I’m sure most of us have seen our friends posting hilarious gender-swapped versions of themselves all over social media, thanks to a new filter by Snapchat.
Now I have never used Snapchat before — I just don’t know why I’d use it, personally — and I don’t usually go to museums. But that’s all only because I’m not usually a trend follower. On the other hand, I thought that registering a Snapchat account and taking it to an art museum might be fun, just to test the limits of the filter on “selfies” from a few hundred years ago. So I headed over to Stanford’s Cantor Center for Visual Arts to find out.
A couple of the paintings had somewhat impressive results. It worked particularly well on male-to-female conversions where the only modifications really needed were some face cleaning, face shaping, and long hair.
It failed miserably though when it comes to beards, and, as a computer vision engineer myself I understand why (it’s an in-painting problem, where you’d take the beard out and want to paint a chin and neck in its place). While there have been some impressive recent results in both still image [0, 1], and video  in-painting, and I’m sure some of these might perform well on these images if one were to take the beard out of the image, I doubt Snapchat had the resources to incorporate such methods into a phone app. Nevertheless, the results are interesting, to say the least.
Female-to-male conversions seem to amount largely to eyebrow thickening and roughening up the face a bit. Snapchat’s filter evidently doesn’t really know to modify anything but the face though.
Enough with the paintings. Art museums also usually have 3D sculptures, to which Snapchat mostly decided to give some real human hair without modifying much else. Here are a couple of Ming Dynasty sculptures from China and their gender-swapped alter egos. (An interesting side note: the Buddhist deity Guanyin — not pictured here — evolved from male to female over the centuries and passage through various cultures.)
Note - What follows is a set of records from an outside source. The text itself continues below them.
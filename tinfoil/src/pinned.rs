//! TLS-pinned transport.
//!
//! Alternative to the encrypted-body transport: plain HTTPS where the
//! server certificate's public key must hash to the fingerprint attested
//! in the SNP report. Pin verification must run on every connection, so
//! this transport opens one connection per request and disables
//! keep-alive; pooled reuse would skip the check.

use std::sync::Arc;

use rustls::client::danger::{HandshakeSignatureValid, ServerCertVerified, ServerCertVerifier};
use rustls::crypto::WebPkiSupportedAlgorithms;
use rustls::pki_types::{CertificateDer, ServerName, UnixTime};
use rustls::DigitallySignedStruct;
use sha2::{Digest, Sha256};
use tokio::io::{AsyncReadExt, AsyncWriteExt};
use tokio_rustls::TlsConnector;

use crate::ehbp::{RequestInit, TransportResponse};
use crate::error::{Result, TinfoilError};

/// HTTPS client pinned to an attested public-key fingerprint.
pub struct PinnedTlsClient {
    config: Arc<rustls::ClientConfig>,
}

impl PinnedTlsClient {
    /// Pin to a hex SHA-256 of the server's SubjectPublicKeyInfo.
    pub fn new(spki_fingerprint_hex: &str) -> Result<Self> {
        let pin = hex::decode(spki_fingerprint_hex).map_err(|e| {
            TinfoilError::attestation_with("TLS fingerprint is not valid hex", e)
        })?;
        if pin.len() != 32 {
            return Err(TinfoilError::attestation(format!(
                "TLS fingerprint has invalid length: {}",
                pin.len()
            )));
        }

        let provider = rustls::crypto::ring::default_provider();
        let algorithms = provider.signature_verification_algorithms;
        let verifier = PinVerifier { pin, algorithms };

        let config = rustls::ClientConfig::builder_with_provider(Arc::new(provider))
            .with_safe_default_protocol_versions()
            .map_err(|e| TinfoilError::attestation_with("TLS configuration failed", e))?
            .dangerous()
            .with_custom_certificate_verifier(Arc::new(verifier))
            .with_no_client_auth();

        Ok(Self {
            config: Arc::new(config),
        })
    }

    /// Issue one request over a fresh pinned connection.
    pub async fn request(&self, url: &str, init: &RequestInit) -> Result<TransportResponse> {
        let parsed = reqwest::Url::parse(url)
            .map_err(|e| TinfoilError::Configuration(format!("invalid URL {url}: {e}")))?;
        if parsed.scheme() != "https" {
            return Err(TinfoilError::Configuration(format!(
                "pinned transport requires https URLs, got {url}"
            )));
        }
        let host = parsed
            .host_str()
            .ok_or_else(|| TinfoilError::Configuration(format!("URL has no host: {url}")))?
            .to_string();
        let port = parsed.port().unwrap_or(443);
        let mut path = parsed.path().to_string();
        if let Some(query) = parsed.query() {
            path = format!("{path}?{query}");
        }

        let stream = tokio::net::TcpStream::connect((host.as_str(), port))
            .await
            .map_err(|e| TinfoilError::fetch(url, format!("connect failed: {e}")))?;

        let server_name = ServerName::try_from(host.clone())
            .map_err(|e| TinfoilError::Configuration(format!("invalid host name {host}: {e}")))?;
        let connector = TlsConnector::from(self.config.clone());
        let mut tls = connector
            .connect(server_name, stream)
            .await
            .map_err(|e| TinfoilError::attestation_with("pinned TLS handshake failed", e))?;

        let body = init.body.as_deref().unwrap_or_default();
        let mut request = format!(
            "{} {} HTTP/1.1\r\nHost: {}\r\nConnection: close\r\nContent-Length: {}\r\n",
            init.method,
            path,
            host,
            body.len()
        );
        for (name, value) in &init.headers {
            request.push_str(&format!("{name}: {value}\r\n"));
        }
        request.push_str("\r\n");

        tls.write_all(request.as_bytes())
            .await
            .map_err(|e| TinfoilError::fetch(url, format!("write failed: {e}")))?;
        tls.write_all(body)
            .await
            .map_err(|e| TinfoilError::fetch(url, format!("write failed: {e}")))?;

        let mut raw = Vec::new();
        // Connection: close delimits the response; EOF errors after the
        // peer's close_notify are expected on some stacks.
        match tls.read_to_end(&mut raw).await {
            Ok(_) => {}
            Err(e) if !raw.is_empty() => {
                tracing::debug!(error = %e, "short read after response body");
            }
            Err(e) => return Err(TinfoilError::fetch(url, format!("read failed: {e}"))),
        }

        parse_http_response(&raw, url)
    }
}

/// Certificate verifier that accepts exactly the attested key.
///
/// The chain is irrelevant: trust derives from the SNP report binding,
/// not from a CA. Handshake signatures are still verified, proving the
/// peer holds the pinned key.
#[derive(Debug)]
struct PinVerifier {
    pin: Vec<u8>,
    algorithms: WebPkiSupportedAlgorithms,
}

impl ServerCertVerifier for PinVerifier {
    fn verify_server_cert(
        &self,
        end_entity: &CertificateDer<'_>,
        _intermediates: &[CertificateDer<'_>],
        _server_name: &ServerName<'_>,
        _ocsp_response: &[u8],
        _now: UnixTime,
    ) -> std::result::Result<ServerCertVerified, rustls::Error> {
        let cert = crate::x509::Certificate::from_der(end_entity.as_ref())
            .map_err(|e| rustls::Error::General(format!("certificate parse failed: {e}")))?;
        let spki = cert
            .spki_der()
            .map_err(|e| rustls::Error::General(format!("certificate has no SPKI: {e}")))?;
        let fingerprint = Sha256::digest(&spki);

        if fingerprint.as_slice() == self.pin.as_slice() {
            Ok(ServerCertVerified::assertion())
        } else {
            Err(rustls::Error::General(format!(
                "certificate key fingerprint {} does not match attested pin {}",
                hex::encode(fingerprint),
                hex::encode(&self.pin)
            )))
        }
    }

    fn verify_tls12_signature(
        &self,
        message: &[u8],
        cert: &CertificateDer<'_>,
        dss: &DigitallySignedStruct,
    ) -> std::result::Result<HandshakeSignatureValid, rustls::Error> {
        rustls::crypto::verify_tls12_signature(message, cert, dss, &self.algorithms)
    }

    fn verify_tls13_signature(
        &self,
        message: &[u8],
        cert: &CertificateDer<'_>,
        dss: &DigitallySignedStruct,
    ) -> std::result::Result<HandshakeSignatureValid, rustls::Error> {
        rustls::crypto::verify_tls13_signature(message, cert, dss, &self.algorithms)
    }

    fn supported_verify_schemes(&self) -> Vec<rustls::SignatureScheme> {
        self.algorithms.supported_schemes()
    }
}

/// Parse a full HTTP/1.1 response captured up to connection close.
fn parse_http_response(raw: &[u8], url: &str) -> Result<TransportResponse> {
    let header_end = find_header_end(raw)
        .ok_or_else(|| TinfoilError::fetch(url, "malformed HTTP response: no header end"))?;
    let head = String::from_utf8_lossy(&raw[..header_end]);
    let mut lines = head.split("\r\n");

    let status_line = lines
        .next()
        .ok_or_else(|| TinfoilError::fetch(url, "malformed HTTP response: empty status line"))?;
    let status: u16 = status_line
        .split_whitespace()
        .nth(1)
        .and_then(|code| code.parse().ok())
        .ok_or_else(|| {
            TinfoilError::fetch(url, format!("malformed status line: {status_line}"))
        })?;

    let mut content_type = None;
    let mut content_length: Option<usize> = None;
    let mut chunked = false;
    for line in lines {
        let Some((name, value)) = line.split_once(':') else {
            continue;
        };
        let value = value.trim();
        if name.eq_ignore_ascii_case("content-type") {
            content_type = Some(value.to_string());
        } else if name.eq_ignore_ascii_case("content-length") {
            content_length = value.parse().ok();
        } else if name.eq_ignore_ascii_case("transfer-encoding")
            && value.to_ascii_lowercase().contains("chunked")
        {
            chunked = true;
        }
    }

    let raw_body = &raw[header_end + 4..];
    let body = if chunked {
        decode_chunked(raw_body, url)?
    } else if let Some(length) = content_length {
        raw_body.get(..length).unwrap_or(raw_body).to_vec()
    } else {
        raw_body.to_vec()
    };

    Ok(TransportResponse {
        status,
        content_type,
        body,
    })
}

fn find_header_end(raw: &[u8]) -> Option<usize> {
    raw.windows(4).position(|window| window == b"\r\n\r\n")
}

fn decode_chunked(raw: &[u8], url: &str) -> Result<Vec<u8>> {
    let mut body = Vec::new();
    let mut rest = raw;
    loop {
        let line_end = rest
            .windows(2)
            .position(|window| window == b"\r\n")
            .ok_or_else(|| TinfoilError::fetch(url, "malformed chunked body"))?;
        let size_line = String::from_utf8_lossy(&rest[..line_end]);
        let size = usize::from_str_radix(size_line.trim().split(';').next().unwrap_or("0"), 16)
            .map_err(|_| TinfoilError::fetch(url, "malformed chunk size"))?;
        rest = &rest[line_end + 2..];
        if size == 0 {
            break;
        }
        if rest.len() < size {
            return Err(TinfoilError::fetch(url, "truncated chunked body"));
        }
        body.extend_from_slice(&rest[..size]);
        rest = rest.get(size + 2..).unwrap_or_default();
    }
    Ok(body)
}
Lastly, here are a few other statues, and as you can see, it really didn’t do well with that last African face mask.
On one hand, we do see that Snapchat’s filter has learned some gender stereotypes (the most obvious one here being that “women have long hair, men have short hair”), but some of the results are comical in its inability to in-paint beards or deal with more abstract interpretations of the human body. Maybe future versions of the filter will improve on this, or maybe the fad will pass and we’ll see other interesting identity-changing filters, including age, hairstyle, or outfit changing.
See more Snapchat swaps below.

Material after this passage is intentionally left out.